May 92 - DRAWING IN GWORLDS FOR SPEED AND VERSATILITY
DRAWING IN GWORLDS FOR SPEED AND VERSATILITY
KONSTANTIN OTHMER AND MIKE REED
32-Bit QuickDraw brought system support for off-screen drawing worlds to the
Macintosh, and Color QuickDraw continues this support in System 7. Using custom
drawing routines in off-screen worlds can increase a program's speed and image-
processing versatility. This article describes custom drawing routines that do just
that.
It's a basic rule of Macintosh programming never to write a drawing routine that
draws directly to the screen. There are two good reasons for this rule. First, multiple
clients share the screen, and custom routines that draw directly to the screen may
violate cooperation rules (new ones are being invented all the time). Second, support
for new types of displays may be added to QuickDraw (as was the case with 32-Bit
QuickDraw), and custom routines that draw directly to the screen certainly won't
work when new display types are introduced.

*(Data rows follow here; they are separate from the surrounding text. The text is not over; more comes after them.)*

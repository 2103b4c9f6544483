// crates/syncengine-runtime/src/recovery.rs
// ============================================================================
// Module: Recovery & Replay
// Description: Reconstruct per-flow state from the durable store and replay
//              a flow's event history in deterministic order.
// Purpose: Let a freshly started engine find incomplete flows after a crash
//          and re-drive exactly the events that were never fully processed.
// Dependencies: syncengine_core
// ============================================================================

//! ## Overview
//! None of this reads from in-memory state: every function here is a pure
//! projection of what [`Store`] already persisted, which is what makes
//! replay safe to run against a store the current engine process has never
//! seen events from. [`replay_sequence`] interleaves invocations and
//! completions by `(seq, kind, id)` — at equal `seq`, an invocation always
//! sorts before the completion it produced, since nothing in a correct flow
//! can complete before it began.

// ============================================================================
// SECTION: Imports
// ============================================================================

use syncengine_core::Completion;
use syncengine_core::FlowToken;
use syncengine_core::Invocation;
use syncengine_core::OutputCase;
use syncengine_core::Store;
use syncengine_core::StoreError;

// ============================================================================
// SECTION: Flow State
// ============================================================================

/// A point-in-time snapshot of one flow's durable history.
#[derive(Debug, Clone, PartialEq, Eq)]
pub struct FlowState {
    /// The flow this snapshot describes.
    pub flow_token: FlowToken,
    /// Every invocation recorded for this flow, in `seq ASC, id ASC` order.
    pub invocations: Vec<Invocation>,
    /// Every completion recorded for this flow, in `seq ASC, id ASC` order.
    pub completions: Vec<Completion>,
    /// Invocations in this flow with no completion yet.
    pub pending_invocations: usize,
    /// Firings (across the whole store) attributable to this flow that have
    /// no provenance edge — a sign of a non-atomic write that was
    /// interrupted mid-commit.
    pub orphaned_firings: usize,
    /// The highest `seq` recorded anywhere in this flow, or `0` if empty.
    pub last_seq: u64,
    /// The output case of the most recently completed invocation, if any.
    pub terminal_output_case: Option<OutputCase>,
}

impl FlowState {
    /// A flow is complete once every invocation it has produced has a
    /// completion and no firing in it was left orphaned by a crash, and it
    /// has recorded at least one invocation.
    #[must_use]
    pub const fn is_complete(&self) -> bool {
        !self.invocations.is_empty() && self.pending_invocations == 0 && self.orphaned_firings == 0
    }
}

// ============================================================================
// SECTION: Loading
// ============================================================================

/// Loads the current [`FlowState`] for `flow` from `store`.
///
/// # Errors
///
/// Returns [`StoreError`] on any infrastructural failure.
pub fn load_flow_state(store: &dyn Store, flow: &FlowToken) -> Result<FlowState, StoreError> {
    let (invocations, completions) = store.read_flow(flow)?;
    let pending_invocations = store.get_pending_invocations(flow)?.len();
    let last_seq = store.get_last_seq_for_flow(flow)?;
    let orphaned_firings = count_orphaned_firings_for_flow(store, flow)?;
    let terminal_output_case = completions.last().map(|completion| completion.output_case.clone());

    Ok(FlowState {
        flow_token: flow.clone(),
        invocations,
        completions,
        pending_invocations,
        orphaned_firings,
        last_seq,
        terminal_output_case,
    })
}

/// Finds every flow the store considers incomplete (a pending invocation or
/// an orphaned firing) and loads its full [`FlowState`].
///
/// # Errors
///
/// Returns [`StoreError`] on any infrastructural failure.
pub fn find_incomplete_flows(store: &dyn Store) -> Result<Vec<FlowState>, StoreError> {
    store.find_incomplete_flows()?.iter().map(|flow| load_flow_state(store, flow)).collect()
}

/// Counts firings without a provenance edge whose completion belongs to
/// `flow` (i.e. whose completion's invocation has `flow_token == flow`).
fn count_orphaned_firings_for_flow(store: &dyn Store, flow: &FlowToken) -> Result<usize, StoreError> {
    let mut count = 0;
    for firing in store.find_orphaned_sync_firings()? {
        let completion = store.read_completion(&firing.completion_id)?;
        let invocation = store.read_invocation(&completion.invocation_id)?;
        if &invocation.flow_token == flow {
            count += 1;
        }
    }
    Ok(count)
}

// ============================================================================
// SECTION: Replay
// ============================================================================

/// One entry of a flow's replayed event sequence.
#[derive(Debug, Clone, PartialEq, Eq)]
pub enum ReplayEvent {
    /// A previously recorded invocation.
    Invocation(Invocation),
    /// A previously recorded completion.
    Completion(Completion),
}

/// Returns every invocation and completion recorded for `flow`, merged into
/// one deterministic sequence: ordered by `seq`, with invocations sorting
/// before completions at equal `seq`, and by id within a kind.
///
/// # Errors
///
/// Returns [`StoreError`] on any infrastructural failure.
pub fn replay_sequence(store: &dyn Store, flow: &FlowToken) -> Result<Vec<ReplayEvent>, StoreError> {
    let (invocations, completions) = store.read_flow(flow)?;

    let mut entries: Vec<(u64, u8, String, ReplayEvent)> = Vec::with_capacity(invocations.len() + completions.len());
    for invocation in invocations {
        let sort_id = invocation.id.as_str().to_string();
        entries.push((invocation.seq, 0, sort_id, ReplayEvent::Invocation(invocation)));
    }
    for completion in completions {
        let sort_id = completion.id.as_str().to_string();
        entries.push((completion.seq, 1, sort_id, ReplayEvent::Completion(completion)));
    }
    entries.sort_by(|left, right| {
        (left.0, left.1, &left.2).cmp(&(right.0, right.1, &right.2))
    });

    Ok(entries.into_iter().map(|(_seq, _kind, _id, event)| event).collect())
}

#[cfg(test)]
mod tests {
    #![allow(clippy::unwrap_used, clippy::expect_used, clippy::panic, reason = "Test-only panic-based assertions are permitted.")]
    use std::sync::Mutex;

    use syncengine_core::ActionRef;
    use syncengine_core::BindingHash;
    use syncengine_core::CompletionId;
    use syncengine_core::InvocationId;
    use syncengine_core::ProvenanceEdge;
    use syncengine_core::SyncFiring;
    use syncengine_core::SyncId;
    use syncengine_core::Value;

    use super::*;

    #[derive(Default)]
    struct FakeStore {
        invocations: Mutex<Vec<Invocation>>,
        completions: Mutex<Vec<Completion>>,
        orphaned: Mutex<Vec<SyncFiring>>,
    }

    impl Store for FakeStore {
        fn write_invocation(&self, invocation: &Invocation) -> Result<(), StoreError> {
            self.invocations.lock().unwrap_or_else(|poison| poison.into_inner()).push(invocation.clone());
            Ok(())
        }
        fn write_completion(&self, completion: &Completion) -> Result<(), StoreError> {
            self.completions.lock().unwrap_or_else(|poison| poison.into_inner()).push(completion.clone());
            Ok(())
        }
        fn write_sync_firing_atomic(
            &self,
            _firing: &SyncFiring,
            _invocation: &Invocation,
        ) -> Result<(i64, bool), StoreError> {
            Ok((0, true))
        }
        fn has_firing(
            &self,
            _completion_id: &CompletionId,
            _sync_id: &SyncId,
            _binding_hash: &BindingHash,
        ) -> Result<bool, StoreError> {
            Ok(false)
        }
        fn read_invocation(&self, id: &InvocationId) -> Result<Invocation, StoreError> {
            self.invocations
                .lock()
                .unwrap_or_else(|poison| poison.into_inner())
                .iter()
                .find(|invocation| &invocation.id == id)
                .cloned()
                .ok_or_else(|| StoreError::NotFound { table: "invocations".to_string(), id: id.as_str().to_string() })
        }
        fn read_completion(&self, id: &CompletionId) -> Result<Completion, StoreError> {
            self.completions
                .lock()
                .unwrap_or_else(|poison| poison.into_inner())
                .iter()
                .find(|completion| &completion.id == id)
                .cloned()
                .ok_or_else(|| StoreError::NotFound { table: "completions".to_string(), id: id.as_str().to_string() })
        }
        fn read_flow(&self, flow: &FlowToken) -> Result<(Vec<Invocation>, Vec<Completion>), StoreError> {
            let invocations: Vec<Invocation> = self
                .invocations
                .lock()
                .unwrap_or_else(|poison| poison.into_inner())
                .iter()
                .filter(|invocation| &invocation.flow_token == flow)
                .cloned()
                .collect();
            let invocation_ids: std::collections::HashSet<InvocationId> =
                invocations.iter().map(|invocation| invocation.id.clone()).collect();
            let completions: Vec<Completion> = self
                .completions
                .lock()
                .unwrap_or_else(|poison| poison.into_inner())
                .iter()
                .filter(|completion| invocation_ids.contains(&completion.invocation_id))
                .cloned()
                .collect();
            Ok((invocations, completions))
        }
        fn read_sync_firings_for_completion(
            &self,
            _completion_id: &CompletionId,
        ) -> Result<Vec<SyncFiring>, StoreError> {
            Ok(Vec::new())
        }
        fn read_provenance(&self, _invocation_id: &InvocationId) -> Result<Vec<ProvenanceEdge>, StoreError> {
            Ok(Vec::new())
        }
        fn read_triggered(&self, _completion_id: &CompletionId) -> Result<Vec<Invocation>, StoreError> {
            Ok(Vec::new())
        }
        fn get_last_seq(&self) -> Result<u64, StoreError> {
            Ok(0)
        }
        fn get_last_seq_for_flow(&self, flow: &FlowToken) -> Result<u64, StoreError> {
            let (invocations, completions) = self.read_flow(flow)?;
            Ok(invocations
                .iter()
                .map(|invocation| invocation.seq)
                .chain(completions.iter().map(|completion| completion.seq))
                .max()
                .unwrap_or(0))
        }
        fn get_pending_invocations(&self, flow: &FlowToken) -> Result<Vec<Invocation>, StoreError> {
            let (invocations, completions) = self.read_flow(flow)?;
            let completed: std::collections::HashSet<InvocationId> =
                completions.iter().map(|completion| completion.invocation_id.clone()).collect();
            Ok(invocations.into_iter().filter(|invocation| !completed.contains(&invocation.id)).collect())
        }
        fn find_orphaned_sync_firings(&self) -> Result<Vec<SyncFiring>, StoreError> {
            Ok(self.orphaned.lock().unwrap_or_else(|poison| poison.into_inner()).clone())
        }
        fn find_incomplete_flows(&self) -> Result<Vec<FlowToken>, StoreError> {
            let mut flows: Vec<FlowToken> = self
                .invocations
                .lock()
                .unwrap_or_else(|poison| poison.into_inner())
                .iter()
                .map(|invocation| invocation.flow_token.clone())
                .collect();
            flows.sort();
            flows.dedup();

            let mut incomplete = Vec::new();
            for flow in flows {
                if !self.get_pending_invocations(&flow)?.is_empty() {
                    incomplete.push(flow);
                }
            }
            Ok(incomplete)
        }
    }

    fn invocation(id: &str, flow: &str, seq: u64) -> Invocation {
        Invocation {
            id: InvocationId::new(id),
            flow_token: FlowToken::new(flow),
            action_uri: ActionRef::parse("Order.create").unwrap(),
            args: Value::empty_object(),
            seq,
            security_context: Value::Null,
            spec_hash: "h".to_string(),
            engine_version: "0.1.0".to_string(),
            ir_version: "1".to_string(),
        }
    }

    fn completion(id: &str, invocation_id: &str, seq: u64) -> Completion {
        Completion {
            id: CompletionId::new(id),
            invocation_id: InvocationId::new(invocation_id),
            output_case: OutputCase::new("Success"),
            result: Value::empty_object(),
            seq,
            security_context: Value::Null,
        }
    }

    #[test]
    fn replay_sequence_orders_invocation_before_completion_at_equal_seq() {
        let store = FakeStore::default();
        store.write_invocation(&invocation("inv-1", "f1", 5)).unwrap();
        store.write_completion(&completion("comp-1", "inv-1", 5)).unwrap();

        let sequence = replay_sequence(&store, &FlowToken::new("f1")).unwrap();
        assert_eq!(sequence.len(), 2);
        assert!(matches!(sequence[0], ReplayEvent::Invocation(_)));
        assert!(matches!(sequence[1], ReplayEvent::Completion(_)));
    }

    #[test]
    fn flow_state_is_incomplete_with_a_pending_invocation() {
        let store = FakeStore::default();
        store.write_invocation(&invocation("inv-1", "f1", 1)).unwrap();
        let state = load_flow_state(&store, &FlowToken::new("f1")).unwrap();
        assert!(!state.is_complete());
        assert_eq!(state.pending_invocations, 1);
    }

    #[test]
    fn flow_state_is_complete_once_every_invocation_has_a_completion() {
        let store = FakeStore::default();
        store.write_invocation(&invocation("inv-1", "f1", 1)).unwrap();
        store.write_completion(&completion("comp-1", "inv-1", 2)).unwrap();
        let state = load_flow_state(&store, &FlowToken::new("f1")).unwrap();
        assert!(state.is_complete());
        assert_eq!(state.terminal_output_case, Some(OutputCase::new("Success")));
    }
}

So if your application has a drawing need that QuickDraw cannot fulfill, off-screen
drawing is the only way to go. Your application draws to an off-screen copy of the
application window, and the off- screen image is transferred to the screen with
QuickDraw's CopyBits procedure. In the off-screen environment your application is
the sole proprietor, and support for new displays will not affect how the off-screen
environment behaves. In addition, using CopyBits to transfer an off-screen image onto
the screen enables fast and smooth updating.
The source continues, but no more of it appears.